Salió de la habitación con gran calma y fue a su aposento para
adornarse con sus mejores galas y estar dispuesta, para, cuando
su hijo la llamara, bajar al salón en que había de celebrarse
el banquete. Después que la Condesa ocupó en él un sitio junto
a su hijo, era tal la tranquilidad que reflejaba su semblante,
que Almanzor dudó que hubiera hecho lo que pensara; sólo cuando
vio que, al dirigir el Conde su mano hacia la copa, el rostro de
la Condesa mudaba de color, se convenció de que todo se había
realizado como él quería. En aquel momento, Sancho García, que
durante el banquete atendió con cariño a su madre y al moro,
cogió la copa y se levantó para brindar por una duradera y
firme amistad entre el reino de Córdoba y el condado de
Castilla. Entonces la Condesa, con una palidez mortal, pidió
permiso a su hijo para retirarse a sus habitaciones por sentirse
algo indispuesta. Don Sancho le prodigó amables frases y le
concedió el permiso deseado. Aquellas muestras de cariño
acabaron de convencer a la condesa de que no debía consentir la
muerte de su hijo, y, cuando éste se llevaba la copa a los
labios, dio un gran grito e impidió, arrojándose a él, que
bebiera el mortal veneno.

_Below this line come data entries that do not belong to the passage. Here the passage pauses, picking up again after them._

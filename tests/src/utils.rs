use std::net::{IpAddr, Ipv4Addr, Ipv6Addr};

use pnet::datalink::{MacAddr, NetworkInterface};
use pnet::ipnetwork::{IpNetwork, Ipv4Network, Ipv6Network};
use tokio::net::TcpListener;

pub const LOCALHOST: IpAddr = IpAddr::V4(Ipv4Addr::LOCALHOST);

pub fn ni(name: &str, index: u32, mac: Option<MacAddr>, ips: &[IpNetwork], flags: u32) -> NetworkInterface {
    NetworkInterface {
        name: name.into(),
        description: "".into(),
        index,
        mac,
        ips: ips.to_vec(),
        flags,
    }
}

pub fn v4(a: u8, b: u8, c: u8, d: u8, p: u8) -> IpNetwork {
    IpNetwork::V4(Ipv4Network::new(Ipv4Addr::new(a, b, c, d), p).unwrap())
}

pub fn v6(s: &str, p: u8) -> IpNetwork {
    IpNetwork::V6(Ipv6Network::new(s.parse::<Ipv6Addr>().unwrap(), p).unwrap())
}

/// Binds a listener on an ephemeral loopback port.
pub async fn listener() -> (TcpListener, u16) {
    let listener = TcpListener::bind((LOCALHOST, 0)).await.unwrap();
    let port = listener.local_addr().unwrap().port();
    (listener, port)
}

/// A loopback port that was free a moment ago and has nothing listening.
pub async fn closed_port() -> u16 {
    let (_listener, port) = listener().await;
    port
}
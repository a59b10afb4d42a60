use std::net::{IpAddr, Ipv4Addr, UdpSocket};

use pnet::datalink::{self, NetworkInterface};
use pnet::ipnetwork::{IpNetwork, Ipv4Network};
use tracing::debug;

use crate::error::SubnetError;
use crate::network::subnet::{self, Subnet};

/// Public address used to pick the outbound interface. Nothing is sent to it.
const ROUTE_PROBE_ADDR: (Ipv4Addr, u16) = (Ipv4Addr::new(8, 8, 8, 8), 80);

pub trait NetworkInterfaceExtension {
    fn get_ipv4_nets(&self) -> Vec<Ipv4Network>;
    fn find_ipv4_net(&self, addr: Ipv4Addr) -> Option<Ipv4Network>;
}

impl NetworkInterfaceExtension for NetworkInterface {
    fn get_ipv4_nets(&self) -> Vec<Ipv4Network> {
        self.ips
            .iter()
            .filter_map(|ip| {
                if let IpNetwork::V4(ipv4) = ip {
                    Some(*ipv4)
                } else {
                    None
                }
            })
            .collect()
    }

    fn find_ipv4_net(&self, addr: Ipv4Addr) -> Option<Ipv4Network> {
        self.get_ipv4_nets().into_iter().find(|net| net.ip() == addr)
    }
}

/// Finds the IPv4 address of the interface that routes to the internet.
///
/// Connecting a UDP socket only selects a route, no packet leaves the host.
pub fn get_local_ipv4() -> Result<Ipv4Addr, SubnetError> {
    let socket = UdpSocket::bind((Ipv4Addr::UNSPECIFIED, 0)).map_err(SubnetError::LocalAddress)?;
    socket
        .connect(ROUTE_PROBE_ADDR)
        .map_err(SubnetError::LocalAddress)?;

    match socket.local_addr().map_err(SubnetError::LocalAddress)?.ip() {
        IpAddr::V4(ipv4) => Ok(ipv4),
        other => Err(SubnetError::NotIpv4(other)),
    }
}

/// Looks up the netmask configured for `local_addr` among `interfaces`.
pub fn find_netmask(
    local_addr: Ipv4Addr,
    interfaces: &[NetworkInterface],
) -> Result<Ipv4Addr, SubnetError> {
    interfaces
        .iter()
        .find_map(|intf| {
            intf.find_ipv4_net(local_addr).map(|net| {
                debug!("{local_addr} belongs to interface {}", intf.name);
                net.mask()
            })
        })
        .ok_or(SubnetError::NoMatchingInterface(local_addr))
}

/// Detects the local network and enumerates its hosts.
pub fn detect_local_subnet(max_hosts: usize) -> Result<Subnet, SubnetError> {
    let local_addr: Ipv4Addr = get_local_ipv4()?;
    let netmask: Ipv4Addr = find_netmask(local_addr, &datalink::interfaces())?;
    subnet::enumerate_hosts(local_addr, netmask, max_hosts)
}

// ╔════════════════════════════════════════════╗
// ║ ████████╗███████╗███████╗████████╗███████╗ ║
// ║ ╚══██╔══╝██╔════╝██╔════╝╚══██╔══╝██╔════╝ ║
// ║    ██║   █████╗  ███████╗   ██║   ███████╗ ║
// ║    ██║   ██╔══╝  ╚════██║   ██║   ╚════██║ ║
// ║    ██║   ███████╗███████║   ██║   ███████║ ║
// ║    ╚═╝   ╚══════╝╚══════╝   ╚═╝   ╚══════╝ ║
// ╚════════════════════════════════════════════╝
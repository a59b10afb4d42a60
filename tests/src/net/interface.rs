use std::net::Ipv4Addr;

use pnet::datalink::{MacAddr, NetworkInterface};
use probr_common::config::MAX_SUBNET_HOSTS;
use probr_common::error::SubnetError;
use probr_common::network::interface::{self, NetworkInterfaceExtension};
use probr_common::network::subnet::{self, Subnet};

use crate::utils::{ni, v4, v6};

/*************************************************************
                 Netmask lookup and enumeration
**************************************************************/

#[test]
fn wlan_address_yields_its_24() {
    let local = Ipv4Addr::new(192, 168, 178, 23);
    let mask = interface::find_netmask(local, &iface_all()).unwrap();
    let subnet: Subnet = subnet::enumerate_hosts(local, mask, MAX_SUBNET_HOSTS).unwrap();

    assert_eq!(subnet.to_string(), "192.168.178.0/24");
    assert_eq!(subnet.hosts.len(), 254);
    assert!(!subnet.capped);
}

#[test]
fn docker_bridge_16_is_capped_to_the_local_block() {
    let local = Ipv4Addr::new(172, 17, 0, 1);
    let mask = interface::find_netmask(local, &iface_all()).unwrap();
    let subnet: Subnet = subnet::enumerate_hosts(local, mask, MAX_SUBNET_HOSTS).unwrap();

    assert_eq!(subnet.prefix(), 16);
    assert!(subnet.capped);
    assert_eq!(subnet.hosts.first(), Some(&Ipv4Addr::new(172, 17, 0, 1)));
    assert_eq!(subnet.hosts.last(), Some(&Ipv4Addr::new(172, 17, 0, 254)));
}

#[test]
fn tunnel_point_to_point_keeps_both_ends() {
    let local = Ipv4Addr::new(10, 8, 0, 2);
    let mask = interface::find_netmask(local, &iface_all()).unwrap();
    let subnet: Subnet = subnet::enumerate_hosts(local, mask, MAX_SUBNET_HOSTS).unwrap();

    assert_eq!(
        subnet.hosts,
        vec![Ipv4Addr::new(10, 8, 0, 2), Ipv4Addr::new(10, 8, 0, 3)]
    );
}

#[test]
fn unknown_address_has_no_interface() {
    let result = interface::find_netmask(Ipv4Addr::new(10, 99, 0, 1), &iface_all());
    assert!(matches!(result, Err(SubnetError::NoMatchingInterface(_))));
}

#[test]
fn ipv6_only_interface_has_no_ipv4_nets() {
    assert!(ipv6only0().get_ipv4_nets().is_empty());
}

/*************************************************************
                  Mock interfaces for testing
**************************************************************/

fn iface_all() -> Vec<NetworkInterface> {
    vec![lo(), wlan0(), docker0(), tun0(), ipv6only0()]
}

fn lo() -> NetworkInterface {
    ni(
        "lo",
        1,
        Some(MacAddr::new(0, 0, 0, 0, 0, 0)),
        &[v4(127, 0, 0, 1, 8), v6("::1", 128)],
        65609,
    )
}

fn wlan0() -> NetworkInterface {
    ni(
        "wlan0",
        3,
        Some(MacAddr::new(0x3c, 0x22, 0xfb, 0x10, 0x20, 0x30)),
        &[v4(192, 168, 178, 23, 24), v6("fe80::3e22:fbff:fe10:2030", 64)],
        69699,
    )
}

fn docker0() -> NetworkInterface {
    ni(
        "docker0",
        4,
        Some(MacAddr::new(0x02, 0x42, 0xac, 0x11, 0x00, 0x01)),
        &[v4(172, 17, 0, 1, 16)],
        4099,
    )
}

fn tun0() -> NetworkInterface {
    ni("tun0", 5, None, &[v4(10, 8, 0, 2, 31)], 69841)
}

fn ipv6only0() -> NetworkInterface {
    ni("ipv6only0", 6, None, &[v6("fd00::1", 64)], 65745)
}
pub mod discover;
pub mod scan;

use std::net::Ipv4Addr;
use std::time::Duration;

use clap::{ArgAction, Args, Parser, Subcommand};

use probr_common::config::{
    self, CONCURRENCY_CEILING, Config, DEFAULT_CONCURRENCY, LARGE_SCAN_THRESHOLD,
    MAX_SUBNET_HOSTS, ScanLimits,
};

#[derive(Parser)]
#[command(name = "probr", version)]
#[command(about = "Bounded-concurrency TCP port scanner and host discovery.")]
pub struct CommandLine {
    #[command(subcommand)]
    pub command: Commands,

    /// Reduce output, repeat for less
    #[arg(short, long, global = true, action = ArgAction::Count)]
    pub quiet: u8,

    /// Do not print the banner
    #[arg(long, global = true)]
    pub no_banner: bool,

    /// Do not listen for 'q' on the keyboard
    #[arg(long, global = true)]
    pub no_input: bool,

    /// Ports per host above which a scan needs --yes
    #[arg(long, global = true, default_value_t = LARGE_SCAN_THRESHOLD)]
    pub large_scan_threshold: usize,

    /// Usable hosts above which discovery only sweeps the local /24
    #[arg(long, global = true, default_value_t = MAX_SUBNET_HOSTS)]
    pub max_subnet_hosts: usize,

    /// Highest accepted --concurrency, mind the open file limit when raising it
    #[arg(long, global = true, default_value_t = CONCURRENCY_CEILING, value_parser = parse_concurrency)]
    pub concurrency_ceiling: usize,
}

#[derive(Subcommand)]
pub enum Commands {
    /// Scan TCP ports on one or more hosts
    #[command(alias = "s")]
    Scan(ScanArgs),
    /// Find responsive hosts on the local network
    #[command(alias = "d")]
    Discover(DiscoverArgs),
}

#[derive(Args)]
pub struct ScanArgs {
    /// Hostnames or IP addresses, comma or space separated
    #[arg(required = true)]
    pub targets: Vec<String>,

    /// Ports to probe, e.g. 22,80,8000-8100
    #[arg(short, long, default_value = "1-1024")]
    pub ports: String,

    /// Confirm scans above the large-scan threshold
    #[arg(short, long)]
    pub yes: bool,

    #[command(flatten)]
    pub probe: ProbeArgs,
}

#[derive(Args)]
pub struct DiscoverArgs {
    /// Address inside the network to sweep (defaults to this host)
    #[arg(long, requires = "netmask")]
    pub address: Option<Ipv4Addr>,

    /// Netmask of that network
    #[arg(long, requires = "address")]
    pub netmask: Option<Ipv4Addr>,

    /// Use TCP handshakes instead of the system ping
    #[arg(long)]
    pub native: bool,

    #[command(flatten)]
    pub probe: ProbeArgs,
}

#[derive(Args)]
pub struct ProbeArgs {
    /// Seconds to wait for each probe
    #[arg(short, long, default_value = "1.0", value_parser = parse_timeout)]
    pub timeout: Duration,

    /// Probes in flight at once
    #[arg(short, long, default_value_t = DEFAULT_CONCURRENCY, value_parser = parse_concurrency)]
    pub concurrency: usize,
}

impl CommandLine {
    pub fn parse_args() -> Self {
        Self::parse()
    }

    pub fn config(&self) -> Config {
        Config {
            no_banner: self.no_banner,
            quiet: self.quiet,
            disable_input: self.no_input,
        }
    }

    pub fn limits(&self, probe: &ProbeArgs) -> anyhow::Result<ScanLimits> {
        if probe.concurrency > self.concurrency_ceiling {
            anyhow::bail!(
                "--concurrency {} is above the ceiling of {}, raise --concurrency-ceiling to allow it",
                probe.concurrency,
                self.concurrency_ceiling
            );
        }

        Ok(ScanLimits {
            timeout: probe.timeout,
            max_concurrency: probe.concurrency,
            concurrency_ceiling: self.concurrency_ceiling,
            large_scan_threshold: self.large_scan_threshold,
            max_subnet_hosts: self.max_subnet_hosts,
        })
    }
}

fn parse_timeout(s: &str) -> Result<Duration, String> {
    let secs: f64 = s
        .trim()
        .parse()
        .map_err(|_| format!("'{s}' is not a number of seconds"))?;
    config::timeout_from_secs(secs).ok_or_else(|| format!("timeout must be a positive number, got {s}"))
}

fn parse_concurrency(s: &str) -> Result<usize, String> {
    match s.trim().parse::<usize>() {
        Ok(0) => Err("concurrency must be at least 1".to_string()),
        Ok(n) => Ok(n),
        Err(_) => Err(format!("'{s}' is not a whole number")),
    }
}

// ╔════════════════════════════════════════════╗
// ║ ████████╗███████╗███████╗████████╗███████╗ ║
// ║ ╚══██╔══╝██╔════╝██╔════╝╚══██╔══╝██╔════╝ ║
// ║    ██║   █████╗  ███████╗   ██║   ███████╗ ║
// ║    ██║   ██╔══╝  ╚════██║   ██║   ╚════██║ ║
// ║    ██║   ███████╗███████║   ██║   ███████║ ║
// ║    ╚═╝   ╚══════╝╚══════╝   ╚═╝   ╚══════╝ ║
// ╚════════════════════════════════════════════╝

#[cfg(test)]
mod tests {
    use super::*;
    use clap::CommandFactory;

    #[test]
    fn command_line_is_consistent() {
        CommandLine::command().debug_assert();
    }

    #[test]
    fn scan_defaults() {
        let cli = CommandLine::try_parse_from(["probr", "scan", "10.0.0.1"]).unwrap();
        let Commands::Scan(args) = &cli.command else {
            panic!("expected scan");
        };

        assert_eq!(args.ports, "1-1024");
        assert!(!args.yes);

        let limits = cli.limits(&args.probe).unwrap();
        assert_eq!(limits, ScanLimits::default());
    }

    #[test]
    fn global_flags_after_subcommand() {
        let cli = CommandLine::try_parse_from([
            "probr",
            "scan",
            "a.lan,b.lan",
            "c.lan",
            "-p",
            "22,80",
            "-t",
            "0.25",
            "-c",
            "8",
            "-qq",
            "--large-scan-threshold",
            "50",
        ])
        .unwrap();
        let Commands::Scan(args) = &cli.command else {
            panic!("expected scan");
        };

        assert_eq!(args.targets, vec!["a.lan,b.lan", "c.lan"]);
        assert_eq!(cli.quiet, 2);

        let limits = cli.limits(&args.probe).unwrap();
        assert_eq!(limits.timeout, Duration::from_millis(250));
        assert_eq!(limits.max_concurrency, 8);
        assert_eq!(limits.large_scan_threshold, 50);
    }

    #[test]
    fn rejects_non_positive_timeouts() {
        for bad in ["0", "-1", "nan", "soon"] {
            let result = CommandLine::try_parse_from(["probr", "scan", "10.0.0.1", "-t", bad]);
            assert!(result.is_err(), "{bad} should be rejected");
        }
    }

    #[test]
    fn concurrency_is_bounded() {
        for bad in ["0", "-4", "many"] {
            let result = CommandLine::try_parse_from(["probr", "scan", "10.0.0.1", "-c", bad]);
            assert!(result.is_err(), "{bad} should be rejected");
        }

        let cli = CommandLine::try_parse_from(["probr", "scan", "10.0.0.1", "-c", "600"]).unwrap();
        let Commands::Scan(args) = &cli.command else {
            panic!("expected scan");
        };
        let err = cli.limits(&args.probe).unwrap_err();
        assert!(err.to_string().contains("ceiling of 500"), "{err}");

        let cli = CommandLine::try_parse_from([
            "probr",
            "scan",
            "10.0.0.1",
            "-c",
            "600",
            "--concurrency-ceiling",
            "1000",
        ])
        .unwrap();
        let Commands::Scan(args) = &cli.command else {
            panic!("expected scan");
        };
        let limits = cli.limits(&args.probe).unwrap();
        assert_eq!(limits.max_concurrency, 600);
        assert_eq!(limits.concurrency_ceiling, 1000);
    }

    #[test]
    fn discover_needs_address_and_netmask_together() {
        assert!(CommandLine::try_parse_from(["probr", "discover", "--address", "10.0.0.5"]).is_err());

        let cli = CommandLine::try_parse_from([
            "probr",
            "d",
            "--address",
            "10.0.0.5",
            "--netmask",
            "255.255.255.0",
            "--native",
        ])
        .unwrap();
        let Commands::Discover(args) = &cli.command else {
            panic!("expected discover");
        };
        assert!(args.native);
        assert_eq!(args.netmask, Some(Ipv4Addr::new(255, 255, 255, 0)));
    }
}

En un instante, ante los asombrados
ojos de la concurrencia, cogió la copa que tenía el Conde y,
llevándosela a la boca, la apuró de una vez. Después explicó
a Sancho lo que Almanzor la había impulsado a hacer contra él;
le pedía perdón para sí, antes de comparecer ante el tribunal
de Dios. El conde Sancho García, sorprendido por lo que doña Oña
acababa de revelarle, la tranquilizó afectuosamente y, en la
imposibilidad de hacer nada para salvar la vida de su madre, la
perdonó de todo corazón.
Mientras tanto, Almanzor, indignado al ver que la Condesa le había
traicionado, empezó a insultarla, lleno de ira. Los nobles
castellanos ante tanta villanía, echaron mano a sus espadas,
dispuestos a hacer pagar caro el criminal propósito del musulmán;
pero don Sancho los contuvo diciéndoles que debían respetar la
hospitalidad que habían dado al cordobés y permitirle salir en
paz hacia su tierra. Sólo cuando hubiera llegado a ella debían
retarle en campo abierto. Los nobles se aplacaron con las
palabras de su señor, y poco después moría la desgraciada
condesa Doña Oña.
Almanzor y sus acompañantes salieron para Córdoba, y Sancho
García mandó hacer solemnes exequias a su madre.